Skip to main content

Crate embedd

Crate embedd 

Source
Expand description

embedd: embedding interfaces + reusable backends (multi-modality substrate).

This crate is the “shared embedding substrate”: consumers should depend on embedd (traits + basic types), and enable backend features (candle-hf, openai, tei, etc.) as needed.
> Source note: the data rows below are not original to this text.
use rayon::slice::ParallelSliceMut;

// =============================================================================
// Quadratic sorts
// =============================================================================

/// Bubble sort, stopping early once a pass makes no swap.
pub fn bubble_sort<T: Ord>(items: &mut [T]) {
    let n = items.len();
    for pass in 0..n.saturating_sub(1) {
        let mut swapped = false;
        for j in 0..n - 1 - pass {
            if items[j] > items[j + 1] {
                items.swap(j, j + 1);
                swapped = true;
            }
        }
        if !swapped {
            break;
        }
    }
}

pub fn selection_sort<T: Ord>(items: &mut [T]) {
    let n = items.len();
    for i in 0..n.saturating_sub(1) {
        let mut min = i;
        for j in i + 1..n {
            if items[j] < items[min] {
                min = j;
            }
        }
        if min != i {
            items.swap(i, min);
        }
    }
}

pub fn insertion_sort<T: Ord>(items: &mut [T]) {
    for i in 1..items.len() {
        let mut j = i;
        while j > 0 && items[j - 1] > items[j] {
            items.swap(j - 1, j);
            j -= 1;
        }
    }
}

// =============================================================================
// Divide and conquer
// =============================================================================

/// Quicksort with Hoare partitioning around the middle element.
pub fn quick_sort<T: Ord + Clone>(items: &mut [T]) {
    if items.len() > 1 {
        quick_sort_range(items, 0, items.len() - 1);
    }
}

fn quick_sort_range<T: Ord + Clone>(items: &mut [T], left: usize, right: usize) {
    let pivot = items[left + (right - left) / 2].clone();
    // Signed cursors: `j` may step to one below `left` (i.e. -1 when left == 0).
    let mut i = left as isize;
    let mut j = right as isize;

    while i <= j {
        while items[i as usize] < pivot {
            i += 1;
        }
        while items[j as usize] > pivot {
            j -= 1;
        }
        if i <= j {
            items.swap(i as usize, j as usize);
            i += 1;
            j -= 1;
        }
    }

    if (left as isize) < j {
        quick_sort_range(items, left, j as usize);
    }
    if i < right as isize {
        quick_sort_range(items, i as usize, right);
    }
}

/// Stable top-down merge sort.
pub fn merge_sort<T: Ord + Clone>(items: &mut [T]) {
    let len = items.len();
    if len <= 1 {
        return;
    }

    let mid = len / 2;
    merge_sort(&mut items[..mid]);
    merge_sort(&mut items[mid..]);

    let mut merged = Vec::with_capacity(len);
    {
        let (left, right) = items.split_at(mid);
        let (mut i, mut j) = (0, 0);
        while i < left.len() && j < right.len() {
            // `<=` keeps equal elements in their original order.
            if left[i] <= right[j] {
                merged.push(left[i].clone());
                i += 1;
            } else {
                merged.push(right[j].clone());
                j += 1;
            }
        }
        merged.extend_from_slice(&left[i..]);
        merged.extend_from_slice(&right[j..]);
    }
    items.clone_from_slice(&merged);
}

pub fn parallel_sort<T: Ord + Send>(items: &mut [T]) {
    items.par_sort();
}

// =============================================================================
// Algorithm selector
// =============================================================================

#[derive(Debug, Clone, Copy, PartialEq, Eq)]
pub enum SortAlgorithm {
    Bubble,
    Selection,
    Insertion,
    Quick,
    Merge,
    Parallel,
}

impl SortAlgorithm {
    pub const ALL: [SortAlgorithm; 6] = [
        SortAlgorithm::Bubble,
        SortAlgorithm::Selection,
        SortAlgorithm::Insertion,
        SortAlgorithm::Quick,
        SortAlgorithm::Merge,
        SortAlgorithm::Parallel,
    ];

    pub fn name(self) -> &'static str {
        match self {
            SortAlgorithm::Bubble => "bubble",
            SortAlgorithm::Selection => "selection",
            SortAlgorithm::Insertion => "insertion",
            SortAlgorithm::Quick => "quick",
            SortAlgorithm::Merge => "merge",
            SortAlgorithm::Parallel => "parallel",
        }
    }

    pub fn sort<T: Ord + Clone + Send>(self, items: &mut [T]) {
        match self {
            SortAlgorithm::Bubble => bubble_sort(items),
            SortAlgorithm::Selection => selection_sort(items),
            SortAlgorithm::Insertion => insertion_sort(items),
            SortAlgorithm::Quick => quick_sort(items),
            SortAlgorithm::Merge => merge_sort(items),
            SortAlgorithm::Parallel => parallel_sort(items),
        }
    }
}

#[cfg(test)]
mod tests {
    use super::*;
    use proptest::prelude::*;

    #[test]
    fn test_sample_inputs() {
        for algo in SortAlgorithm::ALL {
            let mut a = vec![5, 1, 4, 2, 8];
            algo.sort(&mut a);
            assert_eq!(a, vec![1, 2, 4, 5, 8], "{}", algo.name());

            let mut b = vec![5, 2, 9, 1, 5, 6];
            algo.sort(&mut b);
            assert_eq!(b, vec![1, 2, 5, 5, 6, 9], "{}", algo.name());
        }
    }

    #[test]
    fn test_trivial_inputs() {
        for algo in SortAlgorithm::ALL {
            let mut empty: Vec<i32> = vec![];
            algo.sort(&mut empty);
            assert!(empty.is_empty());

            let mut single = vec![42];
            algo.sort(&mut single);
            assert_eq!(single, vec![42]);
        }
    }

    #[test]
    fn test_reverse_and_sorted_input() {
        for algo in SortAlgorithm::ALL {
            let mut desc: Vec<i32> = (0..50).rev().collect();
            algo.sort(&mut desc);
            assert_eq!(desc, (0..50).collect::<Vec<_>>());
        }
    }

    #[test]
    fn test_merge_sort_is_stable() {
        #[derive(Debug, Clone, PartialEq, Eq)]
        struct Tagged(u8, char);
        impl PartialOrd for Tagged {
            fn partial_cmp(&self, other: &Self) -> Option<std::cmp::Ordering> {
                Some(self.cmp(other))
            }
        }
        impl Ord for Tagged {
            fn cmp(&self, other: &Self) -> std::cmp::Ordering {
                self.0.cmp(&other.0)
            }
        }

        let mut items = vec![Tagged(2, 'a'), Tagged(1, 'b'), Tagged(2, 'c'), Tagged(1, 'd')];
        merge_sort(&mut items);
        let tags: Vec<char> = items.iter().map(|t| t.1).collect();
        assert_eq!(tags, vec!['b', 'd', 'a', 'c']);
    }

    #[test]
    fn test_sorts_strings() {
        let mut words = vec!["pear", "apple", "fig"];
        quick_sort(&mut words);
        assert_eq!(words, vec!["apple", "fig", "pear"]);
    }

    proptest! {
        #[test]
        fn prop_every_algorithm_matches_std(values in prop::collection::vec(any::<i16>(), 0..100)) {
            let mut expected = values.clone();
            expected.sort();
            for algo in SortAlgorithm::ALL {
                let mut actual = values.clone();
                algo.sort(&mut actual);
                prop_assert_eq!(&actual, &expected);
            }
        }
    }
}
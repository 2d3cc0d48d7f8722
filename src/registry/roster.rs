use crate::error::{DrillError, Result};
use serde::de::DeserializeOwned;
use serde::{Deserialize, Serialize};
use std::collections::BTreeMap;
use std::fmt::Display;

/// Anything a `Roster` can hold: an owned, id-bearing, serialisable record.
pub trait Record: Clone + Serialize + DeserializeOwned {
    type Id: Ord + Clone + Display;
    const KIND: &'static str;

    fn id(&self) -> Self::Id;
}

#[derive(Debug, Clone, PartialEq, Eq, Serialize, Deserialize)]
pub struct Employee {
    pub id: u32,
    pub name: String,
    #[serde(default, skip_serializing_if = "Option::is_none")]
    pub department: Option<String>,
}

impl Employee {
    pub fn new(id: u32, name: impl Into<String>) -> Self {
        Self {
            id,
            name: name.into(),
            department: None,
        }
    }

    pub fn with_department(mut self, department: impl Into<String>) -> Self {
        self.department = Some(department.into());
        self
    }
}

impl Record for Employee {
    type Id = u32;
    const KIND: &'static str = "employee";

    fn id(&self) -> u32 {
        self.id
    }
}

#[derive(Debug, Clone, PartialEq, Eq, Serialize, Deserialize)]
pub struct Student {
    pub id: u32,
    pub name: String,
    #[serde(default)]
    pub grades: Vec<u8>,
}

impl Student {
    pub fn new(id: u32, name: impl Into<String>) -> Self {
        Self {
            id,
            name: name.into(),
            grades: Vec::new(),
        }
    }

    pub fn average(&self) -> Option<f64> {
        if self.grades.is_empty() {
            return None;
        }
        let total: u32 = self.grades.iter().map(|&g| u32::from(g)).sum();
        Some(f64::from(total) / self.grades.len() as f64)
    }
}

impl Record for Student {
    type Id = u32;
    const KIND: &'static str = "student";

    fn id(&self) -> u32 {
        self.id
    }
}

/// Records keyed by id, iterated in id order.
pub struct Roster<R: Record> {
    records: BTreeMap<R::Id, R>,
}

impl<R: Record> Default for Roster<R> {
    fn default() -> Self {
        Self {
            records: BTreeMap::new(),
        }
    }
}

impl<R: Record> Roster<R> {
    pub fn new() -> Self {
        Self::default()
    }

    pub fn add(&mut self, record: R) -> Result<()> {
        let id = record.id();
        if self.records.contains_key(&id) {
            return Err(DrillError::duplicate(R::KIND, id));
        }
        self.records.insert(id, record);
        Ok(())
    }

    pub fn get(&self, id: &R::Id) -> Option<&R> {
        self.records.get(id)
    }

    /// Replaces the record with the same id, returning the previous one.
    pub fn update(&mut self, record: R) -> Result<R> {
        let id = record.id();
        match self.records.get_mut(&id) {
            Some(slot) => Ok(std::mem::replace(slot, record)),
            None => Err(DrillError::not_found(R::KIND, id)),
        }
    }

    pub fn remove(&mut self, id: &R::Id) -> Result<R> {
        self.records
            .remove(id)
            .ok_or_else(|| DrillError::not_found(R::KIND, id))
    }

    pub fn iter(&self) -> impl Iterator<Item = &R> {
        self.records.values()
    }

    pub fn len(&self) -> usize {
        self.records.len()
    }

    pub fn is_empty(&self) -> bool {
        self.records.is_empty()
    }

    pub fn to_json(&self) -> Result<String> {
        let records: Vec<&R> = self.iter().collect();
        Ok(serde_json::to_string_pretty(&records)?)
    }

    pub fn from_json(json: &str) -> Result<Self> {
        let records: Vec<R> = serde_json::from_str(json)?;
        let mut roster = Self::new();
        for record in records {
            roster.add(record)?;
        }
        Ok(roster)
    }
}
Scope: any modality (text, images, audio, …) as long as the interface remains small and testable. Concretely, we provide:

  • TextEmbedder (text -> vectors)
  • ImageEmbedder (bytes -> vectors)
  • AudioEmbedder (bytes -> vectors; placeholder contract)
  • extension traits for token-level / sparse embeddings.

§Environment variables

Primary (EMBEDD_*):

  • EMBEDD_MODEL / EMBEDD_MODEL_DIR – model source
  • EMBEDD_MAX_LEN – max token length
  • EMBEDD_QUERY_PREFIX / EMBEDD_DOC_PREFIX – prompt prefixes

Legacy IKSH_* equivalents are supported as fallback via from_env_any() but deprecated.

Modules§

safetensors
Safetensors validation utilities.
vector
Vector post-processing helpers (L0-backed).

Structs§

BatchingTextEmbedder
Wrapper that splits large batches into fixed-size chunks before delegating.
L2NormalizedTextEmbedder
Wrapper that enforces L2-normalized outputs.
PromptTemplate
Prompt template applied before tokenization, used for instruction-tuned / prompt-tuned embedders.
PromptedTextEmbedder
Wrapper that applies a PromptTemplate before calling an inner TextEmbedder.
TextEmbedderCapabilities
TruncateDimTextEmbedder
Wrapper that truncates output vectors to the first dim dimensions.

Enums§

EmbedMode
Whether an embedding is for a query or a document/passage.
ModelSource
Configuration of where embedding model artifacts come from.
Normalization
NormalizationPolicy
PromptApplication
Where prompt/scoping is applied.
ScopingPolicy
Declarative scoping/prompt policy for a text embedder call site.
TruncationDirection
TruncationPolicy

Traits§

AudioEmbedder
Minimal audio embedder interface (bytes -> vectors).
ImageEmbedder
Minimal image embedder interface (bytes -> vectors).
SparseEmbedder
Optional extension trait for sparse lexical embeddings.
TextEmbedder
Minimal interface for “text → dense vector” encoders (bi-encoder style).
TokenEmbedder
Optional extension trait for “multi-vector” (late-interaction) embeddings.

Functions§

apply_normalization_policy
apply_output_dim
apply_scoping_policy
Apply a ScopingPolicy to an embedder, returning a boxed embedder.